Record set section start
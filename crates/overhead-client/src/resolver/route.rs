// Copyright 2025 Chris Custine
//
// Licensed under the Apache License, Version 2.0 (the "License");
// you may not use this file except in compliance with the License.
// You may obtain a copy of the License at
//
//     http://www.apache.org/licenses/LICENSE-2.0
//
// Unless required by applicable law or agreed to in writing, software
// distributed under the License is distributed on an "AS IS" BASIS,
// WITHOUT WARRANTIES OR CONDITIONS OF ANY KIND, either express or implied.
// See the License for the specific language governing permissions and
// limitations under the License.

//! Best-effort destination labels from recent flight history.
//!
//! The flights-by-aircraft endpoint is queried over a trailing window. The
//! last returned flight is taken as the current one; its estimated airports
//! are mapped through the city table. Label preference:
//!
//! 1. arrival city, `"To <city>"`
//! 2. departure city, `"From <city>"`, also used when an arrival code exists
//!    but is not in the city table
//! 3. the trimmed callsign, when neither code maps to a city
//! 4. [`UNKNOWN_FLIGHT`]

use std::sync::Arc;
use std::time::Duration;

use chrono::Utc;
use log::{debug, warn};

use crate::cache::TtlCache;
use crate::clock::Clock;
use crate::error::FetchError;
use crate::opensky::{FlightDataSource, FlightRecord};
use crate::tables;

/// Label used when neither route data nor a callsign is available.
pub const UNKNOWN_FLIGHT: &str = "Unknown Flight";

/// Estimated airports of an aircraft's most recent flight.
#[derive(Debug, Clone, Default, PartialEq, Eq)]
pub struct Route {
    pub arrival: Option<String>,
    pub departure: Option<String>,
}

impl Route {
    /// Route of the last (most recent) flight in a chronological list.
    #[must_use]
    pub fn from_flights(flights: &[FlightRecord]) -> Self {
        let Some(latest) = flights.last() else {
            return Self::default();
        };

        Self {
            arrival: non_blank(latest.est_arrival_airport.as_deref()),
            departure: non_blank(latest.est_departure_airport.as_deref()),
        }
    }
}

fn non_blank(code: Option<&str>) -> Option<String> {
    code.map(str::trim).filter(|c| !c.is_empty()).map(ToString::to_string)
}

/// Display label for a route, falling back to the callsign.
#[must_use]
pub fn route_label(route: &Route, callsign: &str) -> String {
    if let Some(city) = route.arrival.as_deref().and_then(tables::city_name) {
        return format!("To {city}");
    }
    if let Some(city) = route.departure.as_deref().and_then(tables::city_name) {
        return format!("From {city}");
    }

    let callsign = callsign.trim();
    if callsign.is_empty() {
        UNKNOWN_FLIGHT.to_string()
    } else {
        callsign.to_string()
    }
}

/// Route lookup with a per-aircraft cache.
pub struct RouteResolver {
    source: Arc<dyn FlightDataSource>,
    cache: TtlCache<String, Route>,
    window: Duration,
}

impl std::fmt::Debug for RouteResolver {
    fn fmt(&self, f: &mut std::fmt::Formatter<'_>) -> std::fmt::Result {
        f.debug_struct("RouteResolver")
            .field("cache", &self.cache)
            .field("window", &self.window)
            .finish_non_exhaustive()
    }
}

impl RouteResolver {
    /// Create a resolver querying the last `window` of flights.
    ///
    /// Entries live at least as long as the window; a shorter `cache_ttl` is
    /// raised to it.
    #[must_use]
    pub fn new(
        source: Arc<dyn FlightDataSource>,
        window: Duration,
        cache_ttl: Duration,
        clock: Arc<dyn Clock>,
    ) -> Self {
        Self {
            source,
            cache: TtlCache::new(cache_ttl.max(window), clock),
            window,
        }
    }

    /// Look up the route for an aircraft. Failures yield an empty route.
    pub async fn resolve_route(&self, icao24: &str) -> Route {
        let key = icao24.trim().to_lowercase();
        if key.is_empty() {
            return Route::default();
        }

        let result = self
            .cache
            .get_or_try_fetch(&key, || async {
                let end = Utc::now().timestamp();
                let begin = end - i64::try_from(self.window.as_secs()).unwrap_or(i64::MAX);
                let flights = self.source.fetch_flights(&key, begin, end).await?;
                Ok::<_, FetchError>(Route::from_flights(&flights))
            })
            .await;

        result.unwrap_or_else(|e| {
            if e.is_timeout() {
                warn!("Route lookup for {} timed out", key);
            } else {
                debug!("Route unavailable for {}: {}", key, e);
            }
            Route::default()
        })
    }

    /// Resolve the display label for an aircraft.
    pub async fn resolve_label(&self, icao24: &str, callsign: &str) -> String {
        let route = self.resolve_route(icao24).await;
        route_label(&route, callsign)
    }

    /// Drop expired cache entries.
    pub fn purge_expired(&self) -> usize {
        self.cache.invalidate_expired()
    }
}
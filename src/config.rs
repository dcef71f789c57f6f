// Copyright 2025 Chris Custine
//
// Licensed under the Apache License, Version 2.0 (the "License");
// you may not use this file except in compliance with the License.
// You may obtain a copy of the License at
//
//     http://www.apache.org/licenses/LICENSE-2.0
//
// Unless required by applicable law or agreed to in writing, software
// distributed under the License is distributed on an "AS IS" BASIS,
// WITHOUT WARRANTIES OR CONDITIONS OF ANY KIND, either express or implied.
// See the License for the specific language governing permissions and
// limitations under the License.

//! Application configuration management.
//!
//! Settings persist as TOML through `confy`. Every field has a serde default
//! so older or hand-edited files keep loading. Upstream credentials resolve
//! from the environment first, then the config file.

use std::time::Duration;

use overhead_client::{Credentials, PipelineConfig, DEFAULT_API_BASE_URL, DEFAULT_HOME, DEFAULT_RADIUS_KM};
use serde::{Deserialize, Serialize};

const APP_NAME: &str = "flights-overhead";
const CONFIG_NAME: &str = "config";

pub const USERNAME_ENV: &str = "OPENSKY_USERNAME";
pub const PASSWORD_ENV: &str = "OPENSKY_PASSWORD";

/// Application configuration stored in TOML format
#[derive(Debug, Serialize, Deserialize, Clone)]
pub struct AppConfig {
    /// Home latitude in degrees
    #[serde(default = "default_home_latitude")]
    pub home_latitude: f64,

    /// Home longitude in degrees
    #[serde(default = "default_home_longitude")]
    pub home_longitude: f64,

    /// Radius around home in kilometres
    #[serde(default = "default_radius_km")]
    pub radius_km: f64,

    /// Seconds between scheduled refreshes
    #[serde(default = "default_refresh_interval_secs")]
    pub refresh_interval_secs: u64,

    /// Seconds a bulk state snapshot is reused
    #[serde(default = "default_state_ttl_secs")]
    pub state_ttl_secs: u64,

    /// Minimum seconds between upstream bulk fetches
    #[serde(default = "default_min_refetch_interval_secs")]
    pub min_refetch_interval_secs: u64,

    /// Per-request timeout in seconds
    #[serde(default = "default_request_timeout_secs")]
    pub request_timeout_secs: u64,

    /// Hours of flight history searched for route data
    #[serde(default = "default_route_window_hours")]
    pub route_window_hours: u64,

    /// Seconds aircraft type answers are cached
    #[serde(default = "default_metadata_ttl_secs")]
    pub metadata_ttl_secs: u64,

    /// Match aircraft type codes in the callsign before asking upstream
    #[serde(default = "default_true")]
    pub static_type_lookup: bool,

    /// Query the upstream metadata endpoint for aircraft types
    #[serde(default = "default_true")]
    pub remote_metadata: bool,

    /// Aircraft enriched concurrently
    #[serde(default = "default_max_concurrent_lookups")]
    pub max_concurrent_lookups: usize,

    /// OpenSky API base URL
    #[serde(default = "default_api_base_url")]
    pub api_base_url: String,

    /// OpenSky username (optional, env var takes precedence)
    #[serde(default)]
    pub opensky_username: Option<String>,

    /// OpenSky password (optional, env var takes precedence)
    #[serde(default)]
    pub opensky_password: Option<String>,
}

// Default value functions for serde
fn default_home_latitude() -> f64 {
    DEFAULT_HOME.0
}

fn default_home_longitude() -> f64 {
    DEFAULT_HOME.1
}

fn default_radius_km() -> f64 {
    DEFAULT_RADIUS_KM
}

fn default_refresh_interval_secs() -> u64 {
    30
}

fn default_state_ttl_secs() -> u64 {
    15
}

fn default_min_refetch_interval_secs() -> u64 {
    15
}

fn default_request_timeout_secs() -> u64 {
    10
}

fn default_route_window_hours() -> u64 {
    2
}

fn default_metadata_ttl_secs() -> u64 {
    3600 * 24
}

fn default_true() -> bool {
    true
}

fn default_max_concurrent_lookups() -> usize {
    8
}

fn default_api_base_url() -> String {
    DEFAULT_API_BASE_URL.to_string()
}

impl Default for AppConfig {
    fn default() -> Self {
        Self {
            home_latitude: default_home_latitude(),
            home_longitude: default_home_longitude(),
            radius_km: default_radius_km(),
            refresh_interval_secs: default_refresh_interval_secs(),
            state_ttl_secs: default_state_ttl_secs(),
            min_refetch_interval_secs: default_min_refetch_interval_secs(),
            request_timeout_secs: default_request_timeout_secs(),
            route_window_hours: default_route_window_hours(),
            metadata_ttl_secs: default_metadata_ttl_secs(),
            static_type_lookup: true,
            remote_metadata: true,
            max_concurrent_lookups: default_max_concurrent_lookups(),
            api_base_url: default_api_base_url(),
            opensky_username: None,
            opensky_password: None,
        }
    }
}

impl AppConfig {
    /// Load configuration from disk, creating it with defaults on first run
    pub fn load() -> Result<Self, confy::ConfyError> {
        confy::load(APP_NAME, CONFIG_NAME)
    }

    /// Save configuration to disk
    pub fn save(&self) -> Result<(), confy::ConfyError> {
        confy::store(APP_NAME, CONFIG_NAME, self)
    }

    /// Get the config file path for display to user
    pub fn get_config_path() -> Result<std::path::PathBuf, confy::ConfyError> {
        confy::get_configuration_file_path(APP_NAME, CONFIG_NAME)
    }

    pub fn refresh_interval(&self) -> Duration {
        Duration::from_secs(self.refresh_interval_secs.max(1))
    }

    pub fn request_timeout(&self) -> Duration {
        Duration::from_secs(self.request_timeout_secs.max(1))
    }

    /// Pipeline settings derived from this configuration
    pub fn pipeline_config(&self) -> PipelineConfig {
        let route_window = Duration::from_secs(self.route_window_hours * 3600);
        PipelineConfig {
            home_latitude: self.home_latitude,
            home_longitude: self.home_longitude,
            radius_km: self.radius_km,
            state_ttl: Duration::from_secs(self.state_ttl_secs),
            min_refetch_interval: Duration::from_secs(self.min_refetch_interval_secs),
            metadata_ttl: Duration::from_secs(self.metadata_ttl_secs),
            route_window,
            route_ttl: route_window,
            static_type_lookup: self.static_type_lookup,
            remote_metadata: self.remote_metadata,
            max_concurrent_lookups: self.max_concurrent_lookups,
        }
    }

    /// Resolve upstream credentials from environment variables or config
    pub fn credentials(&self) -> Option<Credentials> {
        resolve_credentials(
            std::env::var(USERNAME_ENV).ok(),
            std::env::var(PASSWORD_ENV).ok(),
            self.opensky_username.as_deref(),
            self.opensky_password.as_deref(),
        )
    }
}

fn non_empty(value: Option<String>) -> Option<String> {
    value.filter(|s| !s.is_empty())
}

/// Environment credentials win when both parts are set; otherwise fall back
/// to the config file. Anonymous access when neither is complete.
fn resolve_credentials(
    env_username: Option<String>,
    env_password: Option<String>,
    config_username: Option<&str>,
    config_password: Option<&str>,
) -> Option<Credentials> {
    if let (Some(username), Some(password)) = (non_empty(env_username), non_empty(env_password)) {
        return Some(Credentials { username, password });
    }

    let username = non_empty(config_username.map(ToString::to_string))?;
    let password = non_empty(config_password.map(ToString::to_string))?;
    Some(Credentials { username, password })
}
// Copyright 2025 Chris Custine
//
// Licensed under the Apache License, Version 2.0 (the "License");
// you may not use this file except in compliance with the License.
// You may obtain a copy of the License at
//
//     http://www.apache.org/licenses/LICENSE-2.0
//
// Unless required by applicable law or agreed to in writing, software
// distributed under the License is distributed on an "AS IS" BASIS,
// WITHOUT WARRANTIES OR CONDITIONS OF ANY KIND, either express or implied.
// See the License for the specific language governing permissions and
// limitations under the License.

//! Wire records for the OpenSky REST API.
//!
//! Bulk state vectors arrive as positional JSON arrays. The fields consumed are:
//!
//! ```text
//! [0] icao24   [1] callsign   [5] longitude   [6] latitude   [8] on_ground
//! ```

use serde::Deserialize;
use serde_json::Value;

const IDX_ICAO24: usize = 0;
const IDX_CALLSIGN: usize = 1;
const IDX_LONGITUDE: usize = 5;
const IDX_LATITUDE: usize = 6;
const IDX_ON_GROUND: usize = 8;

/// One aircraft's position/identity snapshot from the bulk endpoint.
#[derive(Debug, Clone, PartialEq)]
pub struct StateVector {
    /// ICAO 24-bit address (hex string, e.g., "a1b2c3").
    pub icao24: String,
    /// Callsign as broadcast, possibly blank or space-padded.
    pub callsign: String,
    /// Longitude in degrees.
    pub longitude: Option<f64>,
    /// Latitude in degrees.
    pub latitude: Option<f64>,
    pub on_ground: bool,
}

impl StateVector {
    /// Build a state vector from one positional row.
    ///
    /// Returns `None` when the row has no usable ICAO24 address. Missing or
    /// null optional fields become `None`/blank rather than failing the row.
    #[must_use]
    pub fn from_row(row: &[Value]) -> Option<Self> {
        let icao24 = row
            .get(IDX_ICAO24)
            .and_then(Value::as_str)
            .map(str::trim)
            .filter(|s| !s.is_empty())?
            .to_lowercase();

        let callsign = row
            .get(IDX_CALLSIGN)
            .and_then(Value::as_str)
            .unwrap_or_default()
            .to_string();

        Some(Self {
            icao24,
            callsign,
            longitude: row.get(IDX_LONGITUDE).and_then(Value::as_f64),
            latitude: row.get(IDX_LATITUDE).and_then(Value::as_f64),
            on_ground: row.get(IDX_ON_GROUND).and_then(Value::as_bool).unwrap_or(false),
        })
    }
}

/// Body of `GET /states/all`.
#[derive(Debug, Clone, Deserialize)]
pub(crate) struct StatesResponse {
    pub time: Option<i64>,
    pub states: Option<Vec<Vec<Value>>>,
}

impl StatesResponse {
    /// Convert every well-formed row, preserving upstream order.
    pub fn into_state_vectors(self) -> Vec<StateVector> {
        self.states
            .unwrap_or_default()
            .iter()
            .filter_map(|row| StateVector::from_row(row))
            .collect()
    }
}

/// Body of `GET /metadata/aircraft/icao/{icao24}`.
#[derive(Debug, Clone, Default, Deserialize)]
pub struct AircraftRecord {
    #[serde(default)]
    pub model: Option<String>,
    #[serde(default, rename = "typecode", alias = "type")]
    pub type_code: Option<String>,
}

impl AircraftRecord {
    /// Best available type description: model name first, then type code.
    #[must_use]
    pub fn type_name(&self) -> Option<String> {
        [self.model.as_deref(), self.type_code.as_deref()]
            .into_iter()
            .flatten()
            .map(str::trim)
            .find(|s| !s.is_empty())
            .map(ToString::to_string)
    }
}

/// One element of `GET /flights/aircraft`.
#[derive(Debug, Clone, Default, Deserialize)]
#[serde(rename_all = "camelCase")]
pub struct FlightRecord {
    #[serde(default)]
    pub est_departure_airport: Option<String>,
    #[serde(default)]
    pub est_arrival_airport: Option<String>,
}
//! OpenSky Network data access.
//!
//! This module defines the records returned by the three upstream endpoints
//! the pipeline uses (bulk state vectors, per-aircraft metadata, flights by
//! aircraft) and the [`FlightDataSource`] seam the pipeline talks through.

mod client;
mod types;

pub use client::{Credentials, OpenSkyClient, DEFAULT_API_BASE_URL};
pub use types::{AircraftRecord, FlightRecord, StateVector};

use async_trait::async_trait;

use crate::error::FetchError;

/// Remote source of flight data.
///
/// [`OpenSkyClient`] is the production implementation. `Ok(None)` and empty
/// vectors mean the upstream answered but had nothing for the aircraft.
#[async_trait]
pub trait FlightDataSource: Send + Sync + std::fmt::Debug {
    /// Fetch every current state vector.
    async fn fetch_states(&self) -> Result<Vec<StateVector>, FetchError>;

    /// Fetch registry metadata for one aircraft.
    async fn fetch_aircraft(&self, icao24: &str) -> Result<Option<AircraftRecord>, FetchError>;

    /// Fetch flights flown by one aircraft in the `[begin, end)` Unix-time window.
    async fn fetch_flights(&self, icao24: &str, begin: i64, end: i64) -> Result<Vec<FlightRecord>, FetchError>;
}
Record set section end
■ **Work order**
Please reproduce, exactly as written, the lines of the records from the first line through the one containing "in the city table".

■ **Response area**
filename crates/overhead-client/src/resolver/route.rs
// Copyright 2025 Chris Custine
//
// Licensed under the Apache License, Version 2.0 (the "License");
// you may not use this file except in compliance with the License.
// You may obtain a copy of the License at
//
//     http://www.apache.org/licenses/LICENSE-2.0
//
// Unless required by applicable law or agreed to in writing, software
// distributed under the License is distributed on an "AS IS" BASIS,
// WITHOUT WARRANTIES OR CONDITIONS OF ANY KIND, either express or implied.
// See the License for the specific language governing permissions and
// limitations under the License.

//! Best-effort destination labels from recent flight history.
//!
//! The flights-by-aircraft endpoint is queried over a trailing window. The
//! last returned flight is taken as the current one; its estimated airports
//! are mapped through the city table. Label preference:
//!
//! 1. arrival city, `"To <city>"`
//! 2. departure city, `"From <city>"`, also used when an arrival code exists
//!    but is not in the city table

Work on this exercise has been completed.